The Stand

She switched it off when the camera swung up, showing only the studio-lights hanging down from the ceiling, and lay back on the couch, looking at her own ceiling. She had fallen asleep there, and this morning she was more than half convinced that she had dreamed the entire program. And that was the nub, really: everything had come to seem like a nightmare filled with free-floating anxieties. It had begun with the death of her mother; the death of her father had only intensified what had already been there. As in Alice, things just got curiouser and curiouser.

There had been a special town meeting which her father had attended even though he had been getting sick by then himself. Frannie, feeling drugged and unreal - but physically no different than ever - had gone with him.

The town hall had been crowded, much more crowded than it was for town meetings in late February or early March. There was a lot of sniffling and coughing and kerchooing. The attendees were frightened and ready to be angry at the least excuse. They spoke in loud, hoarse voices. They stood up. They shook their fingers. They pontificated. Many of them - not just the women, either - had been in tears.

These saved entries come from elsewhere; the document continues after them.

#![forbid(unsafe_code)]

//! Logging and tracing support.
//!
//! With the `tracing` feature the controller logs through the [`tracing`]
//! macros, re-exported at the crate root. Without it, macros of the same
//! names are exported at the crate root instead and expand to borrows of the
//! logged values, so call sites stay identical and bindings used only for
//! logging do not turn into unused-variable warnings.
//!
//! [`tracing`]: https://docs.rs/tracing

#[cfg(feature = "tracing")]
pub use tracing::{debug, info, trace, warn};

// When tracing is not enabled, provide no-op macros
#[cfg(not(feature = "tracing"))]
mod noop_macros {
    /// Borrows every value named in a `tracing`-style field list.
    ///
    /// Accepts `name`, `name = value`, `name = %value`, `name = ?value`,
    /// `%name`, `?name` and string literals, separated by commas.
    #[doc(hidden)]
    #[macro_export]
    macro_rules! __log_noop_fields {
        () => {};
        ($name:ident = % $value:expr $(, $($rest:tt)*)?) => {
            let _ = &$value;
            $($crate::__log_noop_fields!($($rest)*);)?
        };
        ($name:ident = ? $value:expr $(, $($rest:tt)*)?) => {
            let _ = &$value;
            $($crate::__log_noop_fields!($($rest)*);)?
        };
        ($name:ident = $value:expr $(, $($rest:tt)*)?) => {
            let _ = &$value;
            $($crate::__log_noop_fields!($($rest)*);)?
        };
        (% $value:ident $(, $($rest:tt)*)?) => {
            let _ = &$value;
            $($crate::__log_noop_fields!($($rest)*);)?
        };
        (? $value:ident $(, $($rest:tt)*)?) => {
            let _ = &$value;
            $($crate::__log_noop_fields!($($rest)*);)?
        };
        ($message:literal $(, $($rest:tt)*)?) => {
            $($crate::__log_noop_fields!($($rest)*);)?
        };
        ($value:ident $(, $($rest:tt)*)?) => {
            let _ = &$value;
            $($crate::__log_noop_fields!($($rest)*);)?
        };
    }

    /// No-op debug macro when tracing is disabled.
    #[macro_export]
    macro_rules! debug {
        ($($arg:tt)*) => {{
            $crate::__log_noop_fields!($($arg)*);
        }};
    }

    /// No-op info macro when tracing is disabled.
    #[macro_export]
    macro_rules! info {
        ($($arg:tt)*) => {{
            $crate::__log_noop_fields!($($arg)*);
        }};
    }

    /// No-op trace macro when tracing is disabled.
    #[macro_export]
    macro_rules! trace {
        ($($arg:tt)*) => {{
            $crate::__log_noop_fields!($($arg)*);
        }};
    }

    /// No-op warn macro when tracing is disabled.
    #[macro_export]
    macro_rules! warn {
        ($($arg:tt)*) => {{
            $crate::__log_noop_fields!($($arg)*);
        }};
    }
}

// Note: Macros are exported at crate root via #[macro_export],
// so we don't need to re-export noop_macros::* here.
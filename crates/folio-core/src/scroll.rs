#![forbid(unsafe_code)]

//! Scroll-driven behaviors: active-section highlight, navbar tint, hero
//! parallax and in-page smooth scrolling.
//!
//! All functions here are pure. The host reports the window position as a
//! [`ScrollSnapshot`], measures sections through a [`SectionLayout`] when
//! asked, and the controller decides what to change.

use serde::{Deserialize, Serialize};

use crate::effect::{Effect, Effects, Target};
use crate::geometry::px;
use crate::theme::Theme;

/// Class that marks the nav link of the section in view.
pub const ACTIVE_CLASS: &str = "active";

/// Vertical extent of one `section[id]`, in document coordinates.
#[derive(Debug, Clone, PartialEq)]
pub struct SectionSpan {
    pub id: String,
    pub top: f64,
    pub height: f64,
}

impl SectionSpan {
    #[must_use]
    pub fn new(id: impl Into<String>, top: f64, height: f64) -> Self {
        Self {
            id: id.into(),
            top,
            height,
        }
    }

    /// Whether `offset` falls in `[top - lookahead, top - lookahead + height)`.
    #[must_use]
    pub fn contains(&self, offset: f64, lookahead: f64) -> bool {
        let start = self.top - lookahead;
        offset >= start && offset < start + self.height
    }
}

/// Window measurements taken at one scroll event.
#[derive(Debug, Clone, Copy, PartialEq, Default)]
pub struct ScrollSnapshot {
    /// `window.scrollY`.
    pub offset: f64,
    /// `window.innerHeight`.
    pub viewport_height: f64,
}

impl ScrollSnapshot {
    #[must_use]
    pub const fn at(offset: f64, viewport_height: f64) -> Self {
        Self {
            offset,
            viewport_height,
        }
    }
}

/// Measures the sections in document order.
///
/// Reading section geometry forces layout, so the controller calls this only
/// when it recomputes the active section: at start and when the scroll
/// debouncer fires.
pub type SectionLayout = Box<dyn Fn() -> Vec<SectionSpan>>;

/// Pixel constants for the scroll behaviors.
#[derive(Debug, Clone, Copy, PartialEq, Serialize, Deserialize)]
#[serde(default)]
pub struct ScrollTuning {
    /// Space left above a smooth-scroll target for the fixed header.
    pub header_offset: f64,
    /// How far ahead of a section's top it already counts as active.
    pub section_lookahead: f64,
    /// Offset beyond which the navbar switches to its scrolled tint.
    pub navbar_threshold: f64,
    /// Hero translation per pixel scrolled.
    pub parallax_rate: f64,
    /// Opacity lost by the hero over one viewport height.
    pub parallax_fade: f64,
}

impl Default for ScrollTuning {
    fn default() -> Self {
        Self {
            header_offset: 80.0,
            section_lookahead: 100.0,
            navbar_threshold: 50.0,
            parallax_rate: 0.3,
            parallax_fade: 0.5,
        }
    }
}

/// Index of the section whose span contains `offset`.
///
/// When spans overlap the later section wins.
#[must_use]
pub fn active_section(sections: &[SectionSpan], offset: f64, lookahead: f64) -> Option<usize> {
    sections
        .iter()
        .rposition(|section| section.contains(offset, lookahead))
}

/// The `href` a nav link carries to point at section `id`.
#[must_use]
pub fn section_anchor(id: &str) -> String {
    format!("#{id}")
}

/// Class changes that leave exactly the link pointing at `section_id`
/// active (or none, when `section_id` is `None`).
#[must_use]
pub fn highlight_links(link_hrefs: &[String], section_id: Option<&str>) -> Effects {
    let anchor = section_id.map(section_anchor);
    link_hrefs
        .iter()
        .enumerate()
        .map(|(idx, href)| {
            if anchor.as_deref() == Some(href.as_str()) {
                Effect::add_class(Target::NavLink(idx), ACTIVE_CLASS)
            } else {
                Effect::remove_class(Target::NavLink(idx), ACTIVE_CLASS)
            }
        })
        .collect()
}

/// Navbar background for the given theme and scroll offset.
#[must_use]
pub fn navbar_effect(theme: Theme, offset: f64, threshold: f64) -> Effect {
    Effect::set_style(
        Target::Navbar,
        "background",
        theme.navbar_background(offset > threshold),
    )
}

/// Hero translation and fade while the hero is still on screen.
///
/// Returns no effects once `offset` reaches one viewport height; the last
/// applied values stay in place.
#[must_use]
pub fn parallax_effects(offset: f64, viewport_height: f64, tuning: &ScrollTuning) -> Effects {
    if viewport_height <= 0.0 || offset >= viewport_height {
        return Vec::new();
    }
    let translate = offset * tuning.parallax_rate;
    let opacity = 1.0 - (offset / viewport_height) * tuning.parallax_fade;
    vec![
        Effect::set_style(
            Target::HeroContent,
            "transform",
            format!("translateY({})", px(translate)),
        ),
        Effect::set_style(Target::HeroContent, "opacity", opacity.to_string()),
    ]
}

/// Smooth scroll to an anchor target, leaving room for the header.
///
/// `target_top` is `None` when the anchor points nowhere.
#[must_use]
pub fn anchor_scroll(target_top: Option<f64>, header_offset: f64) -> Option<Effect> {
    target_top.map(|top| Effect::ScrollTo {
        top: top - header_offset,
        smooth: true,
    })
}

The upshot had been a decision to close off the town entirely. No one would be allowed in. If people wanted to leave, that was fine, as long as they understood that they couldn't come in again. The roads leading in and out of town - most notably US 1 - were to be barricaded with cars (after a shouting match that lasted half an hour, that was amended to town-owned Public Works trucks), and volunteers would stand watches at these roadblocks with shotguns. Those trying to use US 1 to go north or south would be directed up north to Wells or down south to York, where they could get on Interstate 95 and thus detour around Ogunquit. Anyone who still tried to get through would be shot. Dead? Someone asked. You bet, several others answered.

There was a small contingent of about twenty which maintained that those already sick should be put out of town at once. They were overwhelmingly voted down because by the evening of the twenty-fourth, when the meeting was held, almost everyone in town who was not sick had close relatives or friends who were. Many of them believed the newscasts, which said that a vaccine would be available soon. How, they argued, would they ever be able to look each other in the face again if it all turned out to be just a scary close call, and they had overreacted to it by putting their own out like pariah dogs?

It was suggested that all the sick summer people be put out, then.

The summer people, a large contingent of them, pointed out grimly that they had supported the town's schools, roads, indigent, and public beaches for years with the taxes they paid on their cottages. Businesses that couldn't break even from mid-September to mid-June stayed afloat because of their summer dollars. If they were to be treated in such a cavalier fashion, the people of Ogunquit could be sure that they would never come back. They could go back to lobstering and clamming and grubbing quahogs out of the dirt for a living. The motion to escort sick summer people out of town was defeated by a comfortable margin.

By midnight the barriers were set up, and by dawn the next morning, the morning of the twenty-fifth, several people had been shot at the barriers, most just wounded, but three or four killed. Almost all of them were people coming north, streaming out of Boston, stricken with fear, panic-stupid. Some of them went back to York to get on the turnpike willingly enough, but others were too crazy to understand and tried to either ram the barriers or swing around them on the soft shoulders of the road. They were dealt with.

But by that evening, most of the men manning the barricades were sick themselves, glowing bright with fever, constantly propping their shotguns between their feet so they could blow their noses. Some, like Freddy Delancey and Curtis Beauchamp, simply fell down unconscious and were later driven back to the jackleg infirmary that had been set up over the town hall, and there they died.

By yesterday morning Frannie's father, who had opposed the whole idea of the barricades, had taken to his bed and Frannie was staying in to nurse him. He wouldn't allow her to take him to the infirmary. If he was going to die, he told Frannie, he wanted to do it here at home, decently, in private.

By afternoon, the flow of traffic had mostly dried up. Gus Dinsmore, the public beach parking lot attendant, said he guessed that so many cars must be just stopped dead along the road that even those manned (or womaned) by able drivers would be unable to move. It was just as well, because by the afternoon of the twenty-fifth there had been less than three dozen men capable of standing watch. Gus, who felt perfectly fine until yesterday, had come down with a runny nose himself. In fact, the only person in town besides herself who seemed all right was Amy Lauder's sixteen-year-old brother Harold. Amy herself had died just before that first town meeting, her wedding dress still hung in the closet, unworn.